Preseason All-MWC team
- Jimmer Fredette, BYU
- Dairese Gary, New Mexico
- Kawhi Leonard, San Diego State
- Malcolm Thomas, San Diego State
- Tre'Von Willis, UNLV

Preseason Player of the Year
- Jimmer Fredette, BYU

Preseason Newcomer of the Year
- Drew Gordon, Jr., New Mexico

Preseason Freshman of the Year
- Kyle Collinsworth, BYU

Postseason All-MWC team
- Jimmer Fredette, BYU
- Andy Ogide, Colorado State
- Dairese Gary, New Mexico
- D. J. Gay, San Diego State
- Kawhi Leonard, San Diego State

Player of the year
- Jimmer Fredette, BYU

Newcomer of the Year
- Drew Gordon Jr., New Mexico

Freshman of the Year
- Kendall Williams, New Mexico

==Regular season==

===Rankings===

2010–11 Mountain West Conference Weekly Top 25 Rankings Key: ██ Increase in ranking. ██ Decrease in ranking.

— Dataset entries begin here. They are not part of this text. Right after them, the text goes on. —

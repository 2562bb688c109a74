// ==========================================
// 物流决策支持引擎 - 导入模块错误类型
// ==========================================
// 工具: thiserror 派生宏
// ==========================================

use thiserror::Error;

/// 导入模块错误类型
#[derive(Error, Debug)]
pub enum ImportError {
    // ===== 文件相关错误 =====
    #[error("文件不存在: {0}")]
    FileNotFound(String),

    #[error("文件格式不支持: {0}（仅支持 .xlsx/.xls/.csv）")]
    UnsupportedFormat(String),

    #[error("文件读取失败: {0}")]
    FileReadError(String),

    #[error("Excel 解析失败: {0}")]
    ExcelParseError(String),

    #[error("CSV 解析失败: {0}")]
    CsvParseError(String),

    #[error("数据目录不存在: {0}")]
    DataDirNotFound(String),

    // ===== 数据映射错误 =====
    #[error("必填字段缺失 ({source_name} 行 {row}): {field}")]
    MissingField {
        source_name: String,
        row: usize,
        field: String,
    },

    #[error("类型转换失败 (行 {row}, 字段 {field}): {message}")]
    TypeConversionError {
        row: usize,
        field: String,
        message: String,
    },

    #[error("数值范围错误 (行 {row}, 字段 {field}): 值 {value} 超出范围 [{min}, {max}]")]
    ValueRangeError {
        row: usize,
        field: String,
        value: f64,
        min: f64,
        max: f64,
    },

    // ===== 并发加载错误 =====
    #[error("加载任务异常退出 ({source_name}): {message}")]
    TaskJoinError {
        source_name: String,
        message: String,
    },
}

impl ImportError {
    /// 为行级错误补充数据源名称（仅 MissingField 携带数据源）
    pub fn with_source(self, source_name: &str) -> Self {
        match self {
            ImportError::MissingField { row, field, .. } => ImportError::MissingField {
                source_name: source_name.to_string(),
                row,
                field,
            },
            other => other,
        }
    }
}

// 实现 From<std::io::Error>
impl From<std::io::Error> for ImportError {
    fn from(err: std::io::Error) -> Self {
        ImportError::FileReadError(err.to_string())
    }
}

// 实现 From<csv::Error>
impl From<csv::Error> for ImportError {
    fn from(err: csv::Error) -> Self {
        ImportError::CsvParseError(err.to_string())
    }
}

// 实现 From<calamine::Error>
impl From<calamine::Error> for ImportError {
    fn from(err: calamine::Error) -> Self {
        ImportError::ExcelParseError(err.to_string())
    }
}

/// Result 类型别名
pub type ImportResult<T> = Result<T, ImportError>;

RV = Received Votes
Coaches Poll: Pre; Wk 1; Wk 2; Wk 3; Wk 4; Wk 5; Wk 6; Wk 7; Wk 8; Wk 9; Wk 10; Wk 11; Wk 12; Wk 13; Wk 14; Wk 15; Wk 16; Wk 17; Wk 18; Final
Air Force
Brigham Young: RV; RV; RV; 25; 21; 18; 23; 16; 14; 10; 9; 9; 9; 8; 8; 7; 3; 8
Colorado State
New Mexico: RV; RV; RV; RV; RV; RV; RV
San Diego State: RV; RV; 22; 19; 15; 10; 7; 7; 6; 6; 6; 4; 6; 6; 6; 4; 9; 6
Texas Christian
UNLV: RV; RV; RV; 23; 19; 22; RV; RV; RV; RV; RV; RV; RV; RV
Utah
Wyoming

===Weekly awards===
MWC Player of the Week

Throughout the conference season, the MWC offices named one player of the week.

| Week | Player of the week |
|---|---|
| November 15 | Kawhi Leonard, SDSU |
| November 22 | Kawhi Leonard, SDSU |
| November 29 | Jimmer Fredette, BYU, and Chace Stanback, UNLV |
| December 6 | Malcolm Thomas, SDSU |
| December 13 | Jimmer Fredette, BYU |
| December 20 | Malcolm Thomas, SDSU |
| December 27 | Travis Franklin, CSU |
| January 3 | Jimmer Fredette, BYU |
| January 10 | Jimmer Fredette, BYU, and Malcolm Thomas, SDSU |
| January 17 | Jimmer Fredette, BYU |
| January 24 | Jimmer Fredette, BYU |
| January 31 | Andy Ogide, CSU, and Drew Gordon, New Mexico |
| February 7 | Jimmer Fredette, BYU, and Kawhi Leonard, SDSU |
| February 14 | Jackson Emery, BYU, and D.J. Gay, SDSU |
| February 21 | Malcolm Thomas, SDSU |
| February 28 | Jimmer Fredette, BYU, and Tre'Von Willis, UNLV |
| March 7 | Drew Gordon, UNM |

==Post season berths==
A record tying 6 teams received post season berths. San Diego State was the conference's automatic qualifier to the 2011 NCAA Men's Division I Basketball Tournament and were joined by BYU and UNLV as at-large selections. SDSU was given a second seed in the Western regional while BYU was a third seed. Colorado State and New Mexico went to the National Invitation Tournament. In addition, Air Force received an invitation to compete in the CollegeInsider.com Postseason Tournament.